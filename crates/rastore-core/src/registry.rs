//! Identity registry
//!
//! Every stored column gets a 64-bit value id the first time something asks
//! for it. The registry maps `(url_id, value_id)` to a weak handle on the
//! column, with `url_id = -1` for values that were never persisted.
//!
//! Lookups that miss on a persisted url load the column from
//! `<url>/objects/<id>` and pin it for the registry's lifetime. A hit whose
//! weak handle is dead is an identity violation and is reported as
//! [`StoreError::StaleReference`]; it is never silently reloaded.
//!
//! A [`RefContext`] travels with serialization and collects every column a
//! value transitively references, so a save can enumerate what to persist.

use std::fmt;
use std::path::{Path, PathBuf};
use std::sync::atomic::{AtomicI64, Ordering};
use std::sync::{Arc, Weak};

use hashbrown::{HashMap, HashSet};
use parking_lot::Mutex;
use tracing::{debug, warn};

use crate::column::load_column_from_disk_path;
use crate::error::{StoreError, StoreResult};
use crate::value::Value;

/// Url id used for values that live only in memory
pub const LOCAL_URL_ID: i64 = -1;

/// Handle to a saved value graph on disk
#[derive(Debug)]
pub struct Url {
    path: PathBuf,
    id: i64,
}

impl Url {
    pub fn path(&self) -> &Path {
        &self.path
    }

    pub fn id(&self) -> i64 {
        self.id
    }

    /// Path as stored inside url references
    pub fn path_str(&self) -> String {
        self.path.to_string_lossy().into_owned()
    }

    /// Directory holding the segments of persisted column `value_id`
    pub fn object_dir(&self, value_id: i64) -> PathBuf {
        object_dir(&self.path, value_id)
    }
}

pub(crate) fn object_dir(root: &Path, value_id: i64) -> PathBuf {
    root.join("objects").join(format!("{:08}", value_id))
}

struct RefTargets {
    list: Vec<Arc<Value>>,
    seen: HashSet<usize>,
}

/// Accumulates the columns reached while serializing
pub struct RefContext {
    targets: Mutex<RefTargets>,
}

impl fmt::Debug for RefContext {
    fn fmt(&self, f: &mut fmt::Formatter<'_>) -> fmt::Result {
        f.debug_struct("RefContext").field("targets", &self.len()).finish()
    }
}

impl Default for RefContext {
    fn default() -> Self {
        Self::new()
    }
}

impl RefContext {
    pub fn new() -> Self {
        Self {
            targets: Mutex::new(RefTargets { list: Vec::new(), seen: HashSet::new() }),
        }
    }

    /// Record `target`; each distinct value is kept once, strongly
    pub fn enroll(&self, target: &Arc<Value>) {
        let mut t = self.targets.lock();
        if t.seen.insert(Arc::as_ptr(target) as usize) {
            t.list.push(target.clone());
        }
    }

    pub fn targets(&self) -> Vec<Arc<Value>> {
        self.targets.lock().list.clone()
    }

    pub fn len(&self) -> usize {
        self.targets.lock().list.len()
    }

    pub fn is_empty(&self) -> bool {
        self.len() == 0
    }
}

/// Process-lifetime identity maps, owned by an [`Engine`](crate::engine::Engine)
pub struct Registry {
    next_value_id: AtomicI64,
    next_url_id: AtomicI64,
    /// (url_id, value_id) -> column
    values: Mutex<HashMap<(i64, i64), Weak<Value>>>,
    /// Columns loaded from disk, kept alive for the registry's lifetime
    pinned: Mutex<HashMap<(i64, i64), Arc<Value>>>,
    urls: Mutex<HashMap<PathBuf, Weak<Url>>>,
    verify_checksums: bool,
}

impl fmt::Debug for Registry {
    fn fmt(&self, f: &mut fmt::Formatter<'_>) -> fmt::Result {
        f.debug_struct("Registry")
            .field("next_value_id", &self.next_value_id.load(Ordering::Relaxed))
            .field("values", &self.values.lock().len())
            .field("pinned", &self.pinned.lock().len())
            .finish()
    }
}

impl Registry {
    pub fn new(verify_checksums: bool) -> Self {
        Self {
            next_value_id: AtomicI64::new(0),
            next_url_id: AtomicI64::new(0),
            values: Mutex::new(HashMap::new()),
            pinned: Mutex::new(HashMap::new()),
            urls: Mutex::new(HashMap::new()),
            verify_checksums,
        }
    }

    pub fn verify_checksums(&self) -> bool {
        self.verify_checksums
    }

    /// Id of a stored column, assigned and registered on first request
    pub fn value_id(&self, v: &Arc<Value>) -> StoreResult<i64> {
        let column = v.as_column()?;
        let id = column.id_cell().get_or_init(|| {
            let id = self.next_value_id.fetch_add(1, Ordering::Relaxed);
            self.values.lock().insert((LOCAL_URL_ID, id), Arc::downgrade(v));
            id
        });
        Ok(*id)
    }

    /// Identity-cached url handle for `path`.
    ///
    /// Paths that exist are canonicalized first, so every spelling of one
    /// directory maps to the same url.
    pub fn url_by_path(&self, path: &Path) -> Arc<Url> {
        let path = std::fs::canonicalize(path).unwrap_or_else(|_| path.to_path_buf());
        let mut urls = self.urls.lock();
        if let Some(u) = urls.get(&path).and_then(Weak::upgrade) {
            return u;
        }
        let url = Arc::new(Url {
            path: path.clone(),
            id: self.next_url_id.fetch_add(1, Ordering::Relaxed),
        });
        urls.insert(path, Arc::downgrade(&url));
        url
    }

    /// Resolve `(url, id)` to a live column.
    ///
    /// Local ids must still be alive. Url ids are loaded from disk on first use.
    pub fn get_value_by_id(&self, url: Option<&Arc<Url>>, id: i64) -> StoreResult<Arc<Value>> {
        let url_id = url.map_or(LOCAL_URL_ID, |u| u.id());
        let key = (url_id, id);

        let cached = self.values.lock().get(&key).map(Weak::upgrade);
        match cached {
            Some(Some(v)) => return Ok(v),
            Some(None) => {
                warn!(url_id, value_id = id, "requested value no longer present");
                return Err(StoreError::StaleReference { url_id, value_id: id });
            }
            None => {}
        }

        let url = url.ok_or(StoreError::UnknownValueId { value_id: id })?;
        let loaded = load_column_from_disk_path(&url.object_dir(id), url.clone(), id, self.verify_checksums)?;

        {
            let mut values = self.values.lock();
            if let Some(existing) = values.get(&key).and_then(Weak::upgrade) {
                return Ok(existing);
            }
            values.insert(key, Arc::downgrade(&loaded));
        }
        self.pinned.lock().insert(key, loaded.clone());
        debug!(path = %url.path().display(), value_id = id, "loaded column from disk");
        Ok(loaded)
    }

    /// Drop registrations whose value is gone. Returns how many were removed.
    pub fn prune_dead(&self) -> usize {
        let mut values = self.values.lock();
        let before = values.len();
        values.retain(|_, w| w.strong_count() > 0);
        let removed = before - values.len();
        if removed > 0 {
            debug!(removed, "pruned dead registry entries");
        }
        removed
    }

    /// Number of registrations whose value is still alive
    pub fn live_values(&self) -> usize {
        self.values.lock().values().filter(|w| w.strong_count() > 0).count()
    }
}

#[cfg(test)]
mod tests {
    use super::*;
    use crate::column::ColumnBuilder;
    use crate::types::ValueType;

    fn small_column() -> Arc<Value> {
        let mut b = ColumnBuilder::new(ValueType::int(), 1);
        b.append_raw_scalar(1i64).unwrap();
        b.append_raw_scalar(2i64).unwrap();
        b.finalize(false)
    }

    #[test]
    fn test_ids_are_stable_and_unique() {
        let reg = Registry::new(true);
        let a = small_column();
        let b = small_column();
        let ia = reg.value_id(&a).unwrap();
        let ib = reg.value_id(&b).unwrap();
        assert_ne!(ia, ib);
        assert_eq!(reg.value_id(&a).unwrap(), ia);
        assert!(Arc::ptr_eq(&reg.get_value_by_id(None, ia).unwrap(), &a));
        assert!(reg.value_id(&Value::int(3)).is_err());
    }

    #[test]
    fn test_dead_local_value_is_stale() {
        let reg = Registry::new(true);
        let a = small_column();
        let id = reg.value_id(&a).unwrap();
        drop(a);
        assert!(matches!(
            reg.get_value_by_id(None, id),
            Err(StoreError::StaleReference { url_id: LOCAL_URL_ID, value_id }) if value_id == id
        ));

        assert_eq!(reg.prune_dead(), 1);
        assert!(matches!(reg.get_value_by_id(None, id), Err(StoreError::UnknownValueId { .. })));
    }

    #[test]
    fn test_unknown_local_id() {
        let reg = Registry::new(true);
        assert!(matches!(reg.get_value_by_id(None, 77), Err(StoreError::UnknownValueId { value_id: 77 })));
    }

    #[test]
    fn test_url_identity_cache() {
        let reg = Registry::new(true);
        let u1 = reg.url_by_path(Path::new("/tmp/graph-a"));
        let u2 = reg.url_by_path(Path::new("/tmp/graph-a"));
        let u3 = reg.url_by_path(Path::new("/tmp/graph-b"));
        assert!(Arc::ptr_eq(&u1, &u2));
        assert_ne!(u1.id(), u3.id());
        assert_eq!(u1.object_dir(12), PathBuf::from("/tmp/graph-a/objects/00000012"));
    }

    #[test]
    fn test_url_identity_ignores_path_spelling() {
        let dir = tempfile::TempDir::new().unwrap();
        std::fs::create_dir(dir.path().join("g")).unwrap();
        let reg = Registry::new(true);
        let plain = reg.url_by_path(&dir.path().join("g"));
        let dotted = reg.url_by_path(&dir.path().join(".").join("g"));
        let upward = reg.url_by_path(&dir.path().join("g").join("..").join("g"));
        assert!(Arc::ptr_eq(&plain, &dotted));
        assert!(Arc::ptr_eq(&plain, &upward));
        assert!(plain.path().is_absolute());
    }

    #[test]
    fn test_missing_url_object_is_io_error() {
        let dir = tempfile::TempDir::new().unwrap();
        let reg = Registry::new(true);
        let url = reg.url_by_path(dir.path());
        assert!(matches!(reg.get_value_by_id(Some(&url), 3), Err(StoreError::Io { .. })));
    }

    #[test]
    fn test_ref_context_dedupes() {
        let ctx = RefContext::new();
        let a = small_column();
        ctx.enroll(&a);
        ctx.enroll(&a);
        ctx.enroll(&small_column());
        assert_eq!(ctx.len(), 2);
    }
}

__TASK STATEMENT__. In the material above, find the line containing "if removed >" and the line containing "fn small_column() ->", then write out exactly those two lines and every line between them, and nothing more.

__WRITTEN SOLUTION__.
        if removed > 0 {
            debug!(removed, "pruned dead registry entries");
        }
        removed
    }

    /// Number of registrations whose value is still alive
    pub fn live_values(&self) -> usize {
        self.values.lock().values().filter(|w| w.strong_count() > 0).count()
    }
}

#[cfg(test)]
mod tests {
    use super::*;
    use crate::column::ColumnBuilder;
    use crate::types::ValueType;

    fn small_column() -> Arc<Value> {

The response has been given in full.